Go through the records and report each line holding the string "SocketAddr".

Stored items
┌──
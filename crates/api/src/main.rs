use std::net::SocketAddr;
use std::sync::Arc;
use std::time::Duration;

use axum::http::header::{AUTHORIZATION, CONTENT_TYPE};
use axum::http::{HeaderName, Method, StatusCode};
use axum::Router;
use tower_http::catch_panic::CatchPanicLayer;
use tower_http::cors::CorsLayer;
use tower_http::request_id::{MakeRequestUuid, PropagateRequestIdLayer, SetRequestIdLayer};
use tower_http::timeout::TimeoutLayer;
use tower_http::trace::{DefaultMakeSpan, DefaultOnResponse, TraceLayer};
use tracing::Level;
use tracing_subscriber::{layer::SubscriberExt, util::SubscriberInitExt};

use dispatchd_api::config::ServerConfig;
use dispatchd_api::notifications::JobNotifier;
use dispatchd_api::{routes, state, ws};
use dispatchd_core::dispatcher::Dispatcher;
use dispatchd_core::operations::builtin_registry;
use dispatchd_core::policy::CallerMode;
use dispatchd_core::tracker::JobTracker;

use state::AppState;

#[tokio::main]
async fn main() {
    dotenvy::dotenv().ok();

    // --- Tracing ---
    tracing_subscriber::registry()
        .with(
            tracing_subscriber::EnvFilter::try_from_default_env()
                .unwrap_or_else(|_| "dispatchd_api=debug,tower_http=debug".into()),
        )
        .with(tracing_subscriber::fmt::layer())
        .init();

    // --- Configuration ---
    let config = ServerConfig::from_env();
    tracing::info!(host = %config.host, port = %config.port, "Loaded server configuration");

    // --- CORS ---
    let cors = build_cors_layer(&config);

    // --- Operation registry / dispatcher ---
    let registry = Arc::new(builtin_registry());
    tracing::info!(operations = registry.len(), "Operation registry built");
    let dispatcher = Arc::new(Dispatcher::new(Arc::clone(&registry), CallerMode::Server));

    // --- Job tracker ---
    let tracker = Arc::new(JobTracker::new());

    // --- WebSocket manager ---
    let ws_manager = Arc::new(ws::WsManager::new());

    // --- Heartbeat ---
    let heartbeat_handle = ws::start_heartbeat(Arc::clone(&ws_manager));

    // --- Event bus ---
    let event_bus = Arc::new(dispatchd_events::EventBus::default());

    // Spawn the job notifier (pushes completion events to WebSocket clients).
    let notifier = JobNotifier::new(Arc::clone(&ws_manager));
    let notifier_handle = tokio::spawn(notifier.run(event_bus.subscribe()));

    tracing::info!("Event services started (job notifier)");

    // --- App state ---
    let state = AppState {
        config: Arc::new(config.clone()),
        dispatcher,
        tracker,
        ws_manager: Arc::clone(&ws_manager),
        event_bus: Arc::clone(&event_bus),
    };

    // --- Request ID header name ---
    let request_id_header = HeaderName::from_static("x-request-id");

    // --- Router ---
    let app = Router::new()
        // Health check at root level (not under /api/v1).
        .merge(routes::health::router())
        // API v1 routes.
        .nest("/api/v1", routes::api_routes())
        // -- Middleware stack (applied bottom-up) --
        // Panic recovery: catch panics and return 500 JSON.
        .layer(CatchPanicLayer::new())
        // Request timeout.
        .layer(TimeoutLayer::with_status_code(
            StatusCode::REQUEST_TIMEOUT,
            Duration::from_secs(config.request_timeout_secs),
        ))
        // Propagate request ID to response.
        .layer(PropagateRequestIdLayer::new(request_id_header.clone()))
        // Structured request/response tracing.
        .layer(
            TraceLayer::new_for_http()
                .make_span_with(DefaultMakeSpan::new().level(Level::INFO))
                .on_response(DefaultOnResponse::new().level(Level::INFO)),
        )
        // Set request ID on incoming requests.
        .layer(SetRequestIdLayer::new(request_id_header, MakeRequestUuid))
        // CORS.
        .layer(cors)
        // Shared state.
        .with_state(state);

    // --- Start server ---
    let addr = SocketAddr::new(
        config.host.parse().expect("Invalid HOST address"),
        config.port,
    );
    tracing::info!(%addr, "Starting server");

    let listener = tokio::net::TcpListener::bind(addr)
        .await
        .expect("Failed to bind to address");

    axum::serve(listener, app)
        .with_graceful_shutdown(shutdown_signal())
        .await
        .expect("Server error");

    // --- Post-shutdown cleanup ---
    tracing::info!("Server stopped accepting connections, cleaning up");

    // Drop the event bus sender to close the broadcast channel.
    // This signals the job notifier to shut down.
    drop(event_bus);
    let _ = tokio::time::timeout(Duration::from_secs(5), notifier_handle).await;
    tracing::info!("Event services shut down");

    let ws_count = ws_manager.connection_count().await;
    tracing::info!(ws_count, "Closing remaining WebSocket connections");
    ws_manager.shutdown_all().await;

    heartbeat_handle.abort();
    tracing::info!("Heartbeat task stopped");

    tracing::info!("Graceful shutdown complete");
}

/// Wait for a termination signal to initiate graceful shutdown.
///
/// Handles both SIGINT (Ctrl-C) and SIGTERM (on Unix) so the server
/// shuts down cleanly whether stopped interactively or by a process
/// manager (e.g. systemd, Docker, Kubernetes).
async fn shutdown_signal() {
    let ctrl_c = async {
        tokio::signal::ctrl_c()
            .await
            .expect("Failed to install Ctrl-C handler");
    };

    #[cfg(unix)]
    let terminate = async {
        tokio::signal::unix::signal(tokio::signal::unix::SignalKind::terminate())
            .expect("Failed to install SIGTERM handler")
            .recv()
            .await;
    };

    #[cfg(not(unix))]
    let terminate = std::future::pending::<()>();

    tokio::select! {
        () = ctrl_c => {
            tracing::info!("Received SIGINT (Ctrl-C), starting graceful shutdown");
        }
        () = terminate => {
            tracing::info!("Received SIGTERM, starting graceful shutdown");
        }
    }
}

/// Build the CORS middleware layer from server configuration.
///
/// Panics at startup if any configured origin is invalid, which is the
/// desired behaviour -- we want misconfiguration to fail fast.
fn build_cors_layer(config: &ServerConfig) -> CorsLayer {
    let origins: Vec<_> = config
        .cors_origins
        .iter()
        .map(|o| {
            o.parse()
                .unwrap_or_else(|e| panic!("Invalid CORS origin '{o}': {e}"))
        })
        .collect();

    CorsLayer::new()
        .allow_origin(origins)
        .allow_methods([
            Method::GET,
            Method::POST,
            Method::PUT,
            Method::DELETE,
            Method::PATCH,
        ])
        .allow_headers([CONTENT_TYPE, AUTHORIZATION])
        .allow_credentials(true)
        .max_age(Duration::from_secs(3600))
}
└──
**RESULT OF THIS EXERCISE:**
use std::net::SocketAddr;
    let addr = SocketAddr::new(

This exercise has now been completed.